Also, this is wrong. The first number of the pyramid can be described in up-arrow notation. But even the 2nd number of the pyramid requires g1 (ie: ~7.6 Trillion) up arrows to describe.
I can safely say that g3 (which requires G2 arrows to describe) has more up-arrows involved than there are atoms in this universe. So g3 already cannot be described by a computer program using up-arrow notation alone. And Graham's number is g64, sitting on top of a huge pyramid of such numbers.
Again, you're implicitly assuming the representation has to be a string of digits. I'm not sure that I can convince you, or even what to convince you of, as you aren't accepting the premises of the argument. The numbers +/- 1% of Graham's number can be trivially represented with a program. Likewise, here's some people codegolfing programs to output Graham's number[1]. If it seems like I'm cheating by using too powerful of a method, that's the point that the original person was making: there exist real numbers that can't be described even like this.

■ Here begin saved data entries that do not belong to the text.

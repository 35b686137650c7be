//! # dollarwords API
//!
//! HTTP transport for [`dollarwords_core`].
//!
//! ## Routes
//! ```text
//! ┌─────────────────────────────────────────────────────────────────────────┐
//! │                          API Routes                                     │
//! │                                                                         │
//! │  POST /api/numbertowords/convert   {"number": "..."} → words            │
//! │  GET  /health                      "OK"                                 │
//! │  GET  /*                           static/ (fallback: index.html)       │
//! │                                                                         │
//! │  Layers (outer → inner): TraceLayer → CatchPanicLayer → routes          │
//! └─────────────────────────────────────────────────────────────────────────┘
//! ```
//!
//! ## Configuration
//! Environment variables:
//! - `API_HOST` - Bind interface (default: 0.0.0.0)
//! - `API_PORT` - HTTP port (default: 8080)
//! - `STATIC_DIR` - Web form directory (default: static)
//! - `RUST_LOG` - Log filter (default: info)

pub mod config;
pub mod error;
pub mod services;

use std::any::Any;
use std::sync::Arc;

use axum::response::{IntoResponse, Response};
use axum::routing::{get, post};
use axum::Router;
use dollarwords_core::NumberWordsConverter;
use tower_http::catch_panic::CatchPanicLayer;
use tower_http::services::{ServeDir, ServeFile};
use tower_http::trace::TraceLayer;
use tracing::error;

// Re-exports
pub use config::ApiConfig;
pub use error::ApiError;

/// Path of the conversion endpoint.
pub const CONVERT_PATH: &str = "/api/numbertowords/convert";

/// Shared application state.
pub struct AppState {
    pub converter: NumberWordsConverter,
    pub config: ApiConfig,
}

impl AppState {
    pub fn new(config: ApiConfig) -> Self {
        AppState {
            converter: NumberWordsConverter::new(),
            config,
        }
    }
}

/// Builds the router with all routes and middleware.
pub fn create_router(state: Arc<AppState>) -> Router {
    let static_dir = state.config.static_dir.clone();
    // Unknown paths get the form with 200, so client-side routes load
    let web_form =
        ServeDir::new(&static_dir).fallback(ServeFile::new(static_dir.join("index.html")));

    let routes = Router::new()
        .route(CONVERT_PATH, post(services::convert_service::convert))
        .route("/health", get(services::health_service::health))
        .fallback_service(web_form)
        .with_state(state);

    apply_layers(routes)
}

fn apply_layers(router: Router) -> Router {
    router
        .layer(CatchPanicLayer::custom(handle_panic))
        .layer(TraceLayer::new_for_http())
}

/// Turns a handler panic into the usual failure body with status 500.
fn handle_panic(panic: Box<dyn Any + Send + 'static>) -> Response {
    let detail = if let Some(message) = panic.downcast_ref::<String>() {
        message.clone()
    } else if let Some(message) = panic.downcast_ref::<&str>() {
        message.to_string()
    } else {
        "unknown panic".to_string()
    };

    error!(%detail, "Request handler panicked");
    ApiError::internal(detail).into_response()
}

#[cfg(test)]
mod tests {
    use super::*;
    use std::path::PathBuf;
    use axum::body::Body;
    use axum::http::{header, Method, Request, StatusCode};
    use http_body_util::BodyExt;
    use serde_json::{json, Value};
    use tower::ServiceExt;

    fn test_app() -> Router {
        create_router(Arc::new(AppState::new(ApiConfig::default())))
    }

    fn convert_request(body: impl Into<Body>) -> Request<Body> {
        Request::builder()
            .method(Method::POST)
            .uri(CONVERT_PATH)
            .header(header::CONTENT_TYPE, "application/json")
            .body(body.into())
            .unwrap()
    }

    async fn send(app: Router, request: Request<Body>) -> (StatusCode, Value) {
        let response = app.oneshot(request).await.unwrap();
        let status = response.status();
        let body = response.into_body().collect().await.unwrap().to_bytes();
        let json: Value = serde_json::from_slice(&body).unwrap();
        (status, json)
    }

    async fn post_number(number: Value) -> (StatusCode, Value) {
        let body = json!({ "number": number }).to_string();
        send(test_app(), convert_request(body)).await
    }

    #[tokio::test]
    async fn test_convert_success() {
        let (status, json) = post_number(json!("123.45")).await;

        assert_eq!(status, StatusCode::OK);
        assert_eq!(
            json,
            json!({
                "words": "ONE HUNDRED AND TWENTY-THREE DOLLARS AND FORTY-FIVE CENTS",
                "success": true
            })
        );
    }

    #[tokio::test]
    async fn test_convert_zero() {
        let (status, json) = post_number(json!("0.00")).await;

        assert_eq!(status, StatusCode::OK);
        assert_eq!(json["words"], "ZERO DOLLARS");
    }

    #[tokio::test]
    async fn test_convert_validation_failure() {
        let (status, json) = post_number(json!("-123.45")).await;

        assert_eq!(status, StatusCode::BAD_REQUEST);
        assert_eq!(
            json,
            json!({
                "words": "",
                "success": false,
                "errorMessage": "Negative numbers are not supported"
            })
        );
    }

    #[tokio::test]
    async fn test_convert_too_large() {
        let (status, json) = post_number(json!("1000000000000")).await;

        assert_eq!(status, StatusCode::BAD_REQUEST);
        assert_eq!(
            json["errorMessage"],
            "Number too large (maximum 999,999,999,999.99)"
        );
    }

    #[tokio::test]
    async fn test_convert_invalid_format() {
        let (status, json) = post_number(json!("abc")).await;

        assert_eq!(status, StatusCode::BAD_REQUEST);
        assert_eq!(json["errorMessage"], "Invalid number format");
    }

    #[tokio::test]
    async fn test_missing_null_or_blank_number_is_required() {
        for number in [Value::Null, json!(""), json!("   ")] {
            let (status, json) = post_number(number).await;
            assert_eq!(status, StatusCode::BAD_REQUEST);
            assert_eq!(json["errorMessage"], "Number is required");
            assert_eq!(json["success"], false);
        }

        let (status, json) = send(test_app(), convert_request("{}")).await;
        assert_eq!(status, StatusCode::BAD_REQUEST);
        assert_eq!(json["errorMessage"], "Number is required");
    }

    #[tokio::test]
    async fn test_malformed_body() {
        for body in ["not json", "[1, 2]", r#"{"number": 12}"#] {
            let (status, json) = send(test_app(), convert_request(body)).await;
            assert_eq!(status, StatusCode::BAD_REQUEST, "body {body:?}");
            assert_eq!(json["errorMessage"], "Invalid request body");
            assert_eq!(json["words"], "");
        }
    }

    #[tokio::test]
    async fn test_health() {
        let response = test_app()
            .oneshot(
                Request::builder()
                    .uri("/health")
                    .body(Body::empty())
                    .unwrap(),
            )
            .await
            .unwrap();

        assert_eq!(response.status(), StatusCode::OK);
        let body = response.into_body().collect().await.unwrap().to_bytes();
        assert_eq!(&body[..], b"OK");
    }

    async fn get_page(uri: &str) -> (StatusCode, String) {
        let config = ApiConfig {
            static_dir: PathBuf::from(concat!(env!("CARGO_MANIFEST_DIR"), "/static")),
            ..ApiConfig::default()
        };
        let app = create_router(Arc::new(AppState::new(config)));
        let request = Request::builder().uri(uri).body(Body::empty()).unwrap();

        let response = app.oneshot(request).await.unwrap();
        let status = response.status();
        let body = response.into_body().collect().await.unwrap().to_bytes();
        (status, String::from_utf8(body.to_vec()).unwrap())
    }

    #[tokio::test]
    async fn test_root_serves_web_form() {
        let (status, body) = get_page("/").await;

        assert_eq!(status, StatusCode::OK);
        assert!(body.contains("<form"));
    }

    #[tokio::test]
    async fn test_unknown_path_serves_web_form() {
        let (status, body) = get_page("/some/client/route").await;

        assert_eq!(status, StatusCode::OK);
        assert!(body.contains("<form"));
    }

    #[tokio::test]
    async fn test_panic_becomes_internal_error() {
        async fn explode() -> &'static str {
            panic!("kaboom")
        }

        let app = apply_layers(Router::new().route("/explode", get(explode)));
        let request = Request::builder()
            .uri("/explode")
            .body(Body::empty())
            .unwrap();

        let (status, json) = send(app, request).await;

        assert_eq!(status, StatusCode::INTERNAL_SERVER_ERROR);
        assert_eq!(
            json,
            json!({
                "words": "",
                "success": false,
                "errorMessage": "An unexpected error occurred: kaboom"
            })
        );
    }
}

> Again, you're implicitly assuming the representation has to be a string of digits
No. I'm implicitly assuming that g64 different numbers requires at least log(g64)/log(character size) different atoms to describe (assuming each atom in this universe can represent say 256 different states, ie a byte, then all the atoms in the world cannot be lined up to uniquely describe the entire set of numbers of g64 +/- 1%).
Lets say you have a program that accurately describes g64, good job. Now g64-1. Now g64+1. Now... g64+2. Etc. etc. I get that, you can represent some of these numbers in a compact form. But I'm asking for something far more difficult.
How many symbols do you need before you can describe g64 +/- (1% of g64)? Well... a lot, it turns out. The number of programs you'd have to write would fill all the hard drives in the universe before you're done writing even a smidgen of them.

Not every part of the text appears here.